I probably ought to be in hospital, a place I fear due to past experience. I also fear applying for a 'change of circumstances' with DLA. When I applied for it I was not well enough to self care or walk around my house every day. I had been too ill to reapply at the beginning of 2008. I was eligible if fairly assessed, nothing much had changed since my last renewal, if anything I was struggling even more and had far less help. I was also too ill to inform WTC straight away, as I was still desperately trying to earn a living as self employed. I had started getting panic attacks alongside the physical illness, especially when dealing with the system to try and access help. It isn't a kind system when you are at your most vulnerable and it has got even worse. I sent my renewal pack back with a letter saying how I am not well enough to do this. It was very upsetting.
About November 2008 I realised I was not going to be able to get out selling my art & crafts again, at least for a while. I signed off WTC and signed on to ESA. I had an assessment, the doctor was nice, he treated me with dignity, respect and as if I were not a piece of dirt. I doubt he still works for Atos. He recognised I was doing my best and struggling simply to self care well enough to keep myself alive. I had to go to back to work interviews that I often cried through and the advisor was concerned for my well being. She advised me to apply for DLA again. I faced my fears and filled in the forms. Again I got told no. I appealed and while waiting for the tribunal wrote about a massive panic attack I had while out and how wrong the decision was. I had a reconsideration granted without tribunal for low mobility. I would probably have had high mobility reinstated if it had got to tribunal. I was too battered by the system to challenge it.

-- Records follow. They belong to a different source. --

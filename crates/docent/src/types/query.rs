//! Query request types

use serde::{Deserialize, Serialize};

/// Speaker of a conversation turn
#[derive(Debug, Clone, Copy, Serialize, Deserialize, PartialEq, Eq)]
#[serde(rename_all = "lowercase")]
pub enum Role {
    User,
    Assistant,
}

/// A prior conversation turn supplied inline with a query
#[derive(Debug, Clone, Serialize, Deserialize)]
pub struct TurnPayload {
    pub role: Role,
    pub content: String,
}

/// Query request for the RAG pipeline
#[derive(Debug, Clone, Serialize, Deserialize)]
pub struct QueryRequest {
    /// The question to answer
    pub message: String,

    /// Session identifier; generated server-side when absent
    #[serde(default)]
    pub session_id: Option<String>,

    /// Inline history; overrides stored session memory for this request
    #[serde(default)]
    pub history: Option<Vec<TurnPayload>>,

    /// Number of chunks to retrieve (overrides config)
    #[serde(default)]
    pub top_k: Option<usize>,

    /// Minimum similarity threshold (overrides config)
    #[serde(default)]
    pub similarity_threshold: Option<f32>,
}

impl QueryRequest {
    /// Create a query with defaults
    pub fn new(message: impl Into<String>) -> Self {
        Self {
            message: message.into(),
            session_id: None,
            history: None,
            top_k: None,
            similarity_threshold: None,
        }
    }
}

2010 I had a WCA. I was shocked and had a breakdown when I was declared fit for work with huge discrepancies in the data, things totally untrue and assumptions that because I was not rocking I didn't suffer from anxiety. CAB helped me and I won the tribunal in 2011. It had very much taken it's toll on me. I suffered more than when I was raped with the incessant thoughts about being wrongly declared fit for work and when I physically suffered and struggled more the thoughts made it feel even worse. I got a downstairs single bed as sleeping on the sofa was not doing me much good.
When the forms came through again 7 months later I asked for CAB to visit again and fill the forms in for me. I had transco out about gas fumes on 3rd November 2011, they shut my heating off. 4th November CAB lady came. I had to leave my front door unlocked as I was not well enough to answer the door. Early hours of 5th November I had to have an ambulance. I was let out unable to self care 11.11.11 on warfarin, as they suspected a blood clot after I told them of the one I had in 1982. While I was in hospital I remember thinking and saying that if I was assessed in hospital they would ignore that fact and declare me fit for work. The weekly or twice weekly anticoagulant clinic was very stressful. I had to have hospital transport and a wheelchair in the hospital. Many times I felt so awful I would hide my face in my hands and cry.

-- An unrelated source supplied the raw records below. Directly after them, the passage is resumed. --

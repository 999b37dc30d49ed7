//! LLM provider trait

use async_trait::async_trait;
use serde::{Deserialize, Serialize};

use crate::error::Result;

/// Message role in a chat completion
#[derive(Debug, Clone, Copy, Serialize, Deserialize, PartialEq, Eq)]
#[serde(rename_all = "lowercase")]
pub enum ChatRole {
    System,
    User,
    Assistant,
}

/// A single message in a chat completion request
#[derive(Debug, Clone, Serialize, Deserialize)]
pub struct ChatMessage {
    pub role: ChatRole,
    pub content: String,
}

impl ChatMessage {
    pub fn system(content: impl Into<String>) -> Self {
        Self {
            role: ChatRole::System,
            content: content.into(),
        }
    }

    pub fn user(content: impl Into<String>) -> Self {
        Self {
            role: ChatRole::User,
            content: content.into(),
        }
    }

    pub fn assistant(content: impl Into<String>) -> Self {
        Self {
            role: ChatRole::Assistant,
            content: content.into(),
        }
    }
}

/// Trait for chat-completion backends
///
/// Implementations:
/// - `OllamaGenerator`: local Ollama server
#[async_trait]
pub trait LlmProvider: Send + Sync {
    /// Run one completion over the given messages and return the answer text
    async fn generate(&self, messages: &[ChatMessage]) -> Result<String>;

    /// Provider name for logging
    fn name(&self) -> &str;

    /// Model identifier in use
    fn model(&self) -> &str;
}
//! Cosine similarity between embedding vectors

/// Cosine similarity of two vectors.
///
/// Returns 0.0 for mismatched lengths or zero-magnitude inputs, so callers
/// never divide by zero and degenerate vectors simply rank last.
pub fn cosine_similarity(a: &[f32], b: &[f32]) -> f32 {
    if a.len() != b.len() || a.is_empty() {
        return 0.0;
    }
    let dot: f32 = a.iter().zip(b.iter()).map(|(x, y)| x * y).sum();
    let mag_a: f32 = a.iter().map(|x| x * x).sum::<f32>().sqrt();
    let mag_b: f32 = b.iter().map(|x| x * x).sum::<f32>().sqrt();
    if mag_a < f32::EPSILON || mag_b < f32::EPSILON {
        0.0
    } else {
        dot / (mag_a * mag_b)
    }
}

#[cfg(test)]
mod tests {
    use super::*;

    #[test]
    fn identical_vectors_score_one() {
        let v = vec![0.3, -1.2, 4.5];
        assert!((cosine_similarity(&v, &v) - 1.0).abs() < 1e-6);
    }

    #[test]
    fn orthogonal_vectors_score_zero() {
        let a = vec![1.0, 0.0];
        let b = vec![0.0, 1.0];
        assert!(cosine_similarity(&a, &b).abs() < 1e-6);
    }

    #[test]
    fn opposite_vectors_score_minus_one() {
        let a = vec![1.0, 2.0];
        let b = vec![-1.0, -2.0];
        assert!((cosine_similarity(&a, &b) + 1.0).abs() < 1e-6);
    }

    #[test]
    fn zero_or_mismatched_vectors_score_zero() {
        assert_eq!(cosine_similarity(&[0.0, 0.0], &[1.0, 2.0]), 0.0);
        assert_eq!(cosine_similarity(&[1.0], &[1.0, 2.0]), 0.0);
        assert_eq!(cosine_similarity(&[], &[]), 0.0);
    }
}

Peak flow 140 using nebs. Writing this is affecting me but not
writing it is also affecting me.
I had found someone to go with me to my WCA appointment which was cancelled the day before. Then a new date 25th May the day after my birthday, I couldn't find someone to go in with me. I was rung about changing times on my birthday. The whole thing was incredibly stressful and harmed my well being considerably. It has also made it so I often don't answer my phone again. 27th June 12 I was in hospital again after another ambulance trip. 28th June 12 the decision maker rang me apparently but getting no answer declared me fit for work and my ESA was stopped that day. 1st July 12 I was sent home. 6th July I got the letter telling me I was fit for work and my benefits had been stopped.
CAB did the appeal for me as I was worried it would push me back over the edge into another mental breakdown. Mind & CAB support were vital and I felt so lucky to have some people taking care of me, if not the system.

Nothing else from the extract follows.